I was there to dive the Arabia, a three masted wooden barque that sunk in October 1884 in heavy seas. Abandoned by its crew, it stands proud on the bottom, masts lying beside it but bowsprit still standing proud. At 120 feet it is for experienced divers only, which I counted myself. It is the crown jewel of the park. Despite the depth robbing my air, with my double tanks I explored the wreck to my heart’s content. When it was time for me to return to the world of the surface, I paused for twenty minutes of blissful rest beneath the boat, contemplating the beauty I had seen as the nitrogen left my blood stream.
Later that day, I signed on for a night dive in shallow water with the same tiny boat. As before Steve was the captain, and he brought his girlfriend. Three deaf divers rounded out the company, and we set off in twilight trusting to Steve to find us some good diving.
This was an easy shallow wreck, spread out on the bottom to explore. The three deaf divers were too loud for me talking underwater, so I went on my own way around the wreck. The bow and stern were clearly demarked, with the ribs of the hull still prominent, I was at the autopsy of an accident.
The time came when I was ready to end my dive. I watched the other divers’ lights as I ascended to the surface to where my sense of place put Steve, Steve’s boat, and my tenuous link back to the mundane world.

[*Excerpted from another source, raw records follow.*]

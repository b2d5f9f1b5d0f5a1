use serde::{Deserialize, Serialize};

use crate::kind::ResourceKind;

/// FHIR CapabilityStatement resource (simplified)
#[derive(Debug, Clone, Serialize, Deserialize)]
#[serde(rename_all = "camelCase")]
pub struct CapabilityStatement {
    pub resource_type: String,
    pub status: String,
    pub date: String,
    pub kind: String,
    pub fhir_version: String,
    pub software: CapabilitySoftware,
    pub format: Vec<String>,
    pub rest: Vec<CapabilityRest>,
}

impl CapabilityStatement {
    /// Capability statement for this server, advertising `version` as the software version
    pub fn new(version: &str) -> Self {
        Self {
            resource_type: "CapabilityStatement".to_string(),
            status: "active".to_string(),
            date: "2026-10-19".to_string(),
            kind: "instance".to_string(),
            fhir_version: "4.0.1".to_string(),
            software: CapabilitySoftware {
                name: "medibridge".to_string(),
                version: version.to_string(),
            },
            format: vec!["json".to_string()],
            rest: vec![CapabilityRest::default()],
        }
    }
}

#[derive(Debug, Clone, Serialize, Deserialize)]
pub struct CapabilitySoftware {
    pub name: String,
    pub version: String,
}

/// REST capability declaration
#[derive(Debug, Clone, Serialize, Deserialize)]
pub struct CapabilityRest {
    pub mode: String,
    pub resource: Vec<CapabilityResource>,
}

impl Default for CapabilityRest {
    fn default() -> Self {
        Self {
            mode: "server".to_string(),
            resource: ResourceKind::ALL
                .into_iter()
                .map(CapabilityResource::for_kind)
                .collect(),
        }
    }
}

/// Per-resource capability: what can be done with one resource type
#[derive(Debug, Clone, Serialize, Deserialize)]
#[serde(rename_all = "camelCase")]
pub struct CapabilityResource {
    #[serde(rename = "type")]
    pub resource_type: String,
    pub interaction: Vec<CapabilityInteraction>,
    pub search_param: Vec<CapabilitySearchParam>,
}

impl CapabilityResource {
    pub fn for_kind(kind: ResourceKind) -> Self {
        Self {
            resource_type: kind.resource_type().to_string(),
            interaction: ["read", "create"]
                .into_iter()
                .map(|code| CapabilityInteraction {
                    code: code.to_string(),
                })
                .collect(),
            search_param: vec![CapabilitySearchParam {
                name: "identifier".to_string(),
                param_type: "token".to_string(),
            }],
        }
    }
}

#[derive(Debug, Clone, Serialize, Deserialize)]
pub struct CapabilityInteraction {
    pub code: String,
}

#[derive(Debug, Clone, Serialize, Deserialize)]
pub struct CapabilitySearchParam {
    pub name: String,
    #[serde(rename = "type")]
    pub param_type: String,
}
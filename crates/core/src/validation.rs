//! Structural pre-write checks for resource payloads.
//!
//! Checks run in a fixed order and stop at the first failure, so the reported
//! reason for a given payload is always the same.

use serde_json::{Map, Value as JsonValue};
use thiserror::Error;

use crate::kind::ResourceKind;
use crate::resource::{Identifier, Projection, ValidatedResource};

/// Keys that may carry a MedicationRequest's medication
const MEDICATION_KEYS: [&str; 3] = [
    "medication",
    "medicationReference",
    "medicationCodeableConcept",
];

/// Why a payload was rejected
#[derive(Debug, Clone, PartialEq, Eq, Error)]
pub enum ValidationError {
    #[error("payload must be a JSON object")]
    NotAnObject,

    #[error("missing identifier")]
    MissingIdentifier,

    #[error("identifier must be a non-empty array")]
    EmptyIdentifier,

    #[error("identifier[{index}].{field} must be a non-empty string")]
    MalformedIdentifier { index: usize, field: &'static str },

    #[error("resourceType must be '{expected}', got {found}")]
    ResourceTypeMismatch {
        expected: &'static str,
        found: String,
    },

    #[error("missing required field: {0}")]
    MissingField(&'static str),
}

/// Validate `payload` as a resource of `kind`.
pub fn validate(kind: ResourceKind, payload: &JsonValue) -> Result<ValidatedResource, ValidationError> {
    let body = payload.as_object().ok_or(ValidationError::NotAnObject)?;
    let identifiers = identifiers(body)?;
    check_resource_type(kind, body)?;

    let projection = match kind {
        ResourceKind::Patient => patient(body)?,
        ResourceKind::MedicationRequest => medication_request(body)?,
    };

    Ok(ValidatedResource::new(kind, identifiers, projection, body.clone()))
}

fn identifiers(body: &Map<String, JsonValue>) -> Result<Vec<Identifier>, ValidationError> {
    let raw = match body.get("identifier") {
        None | Some(JsonValue::Null) => return Err(ValidationError::MissingIdentifier),
        Some(raw) => raw,
    };

    let elements = match raw.as_array() {
        Some(elements) if !elements.is_empty() => elements,
        _ => return Err(ValidationError::EmptyIdentifier),
    };

    let mut identifiers: Vec<Identifier> = Vec::with_capacity(elements.len());
    for (index, element) in elements.iter().enumerate() {
        let system = required_str(element, "system")
            .ok_or(ValidationError::MalformedIdentifier { index, field: "system" })?;
        let value = required_str(element, "value")
            .ok_or(ValidationError::MalformedIdentifier { index, field: "value" })?;

        let identifier = Identifier::new(system, value);
        // a repeated pair inside one payload is not a conflict with itself
        if !identifiers.contains(&identifier) {
            identifiers.push(identifier);
        }
    }

    Ok(identifiers)
}

fn check_resource_type(kind: ResourceKind, body: &Map<String, JsonValue>) -> Result<(), ValidationError> {
    match body.get("resourceType") {
        None => Ok(()),
        Some(JsonValue::String(found)) if found == kind.resource_type() => Ok(()),
        Some(found) => Err(ValidationError::ResourceTypeMismatch {
            expected: kind.resource_type(),
            found: found.to_string(),
        }),
    }
}

fn patient(body: &Map<String, JsonValue>) -> Result<Projection, ValidationError> {
    // identifier-only patients are allowed, but a name that is sent must say something
    let named = match body.get("name") {
        None => false,
        Some(name) if is_blank(name) => return Err(ValidationError::MissingField("name")),
        Some(_) => true,
    };

    Ok(Projection::Patient { named })
}

fn medication_request(body: &Map<String, JsonValue>) -> Result<Projection, ValidationError> {
    let status = body
        .get("status")
        .and_then(JsonValue::as_str)
        .filter(|s| !s.trim().is_empty())
        .ok_or(ValidationError::MissingField("status"))?;

    let medication = MEDICATION_KEYS
        .into_iter()
        .find(|key| body.get(*key).is_some_and(|v| !is_blank(v)))
        .ok_or(ValidationError::MissingField("medication"))?;

    Ok(Projection::MedicationRequest {
        status: status.to_string(),
        medication,
    })
}

fn required_str<'a>(element: &'a JsonValue, field: &str) -> Option<&'a str> {
    element
        .get(field)
        .and_then(JsonValue::as_str)
        .filter(|s| !s.trim().is_empty())
}

fn is_blank(value: &JsonValue) -> bool {
    match value {
        JsonValue::Null => true,
        JsonValue::String(s) => s.trim().is_empty(),
        JsonValue::Array(items) => items.is_empty(),
        JsonValue::Object(fields) => fields.is_empty(),
        _ => false,
    }
}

Steve and his girlfriend had doused all but one light as a beacon for us. I decided that they could enjoy the mysteries of the night together some more, and lay on my back in the water cocooned in my thick wet suit and familiar equipment. I was suspended weightless between lake and sky. Steve had taken us around the peninsula from the lights of Tobermory, and on this moonless night in the Canadian wilderness the skies opened up in their full glory and majesty. The lake was dark, the sky was filled with jewels, the land only a silhouette against the stars, Then the falling stars of the end of the Perseid meteor shower started.
I saw eternity.
Eventually the other divers returned and my longest moment was over, but stays with me forever.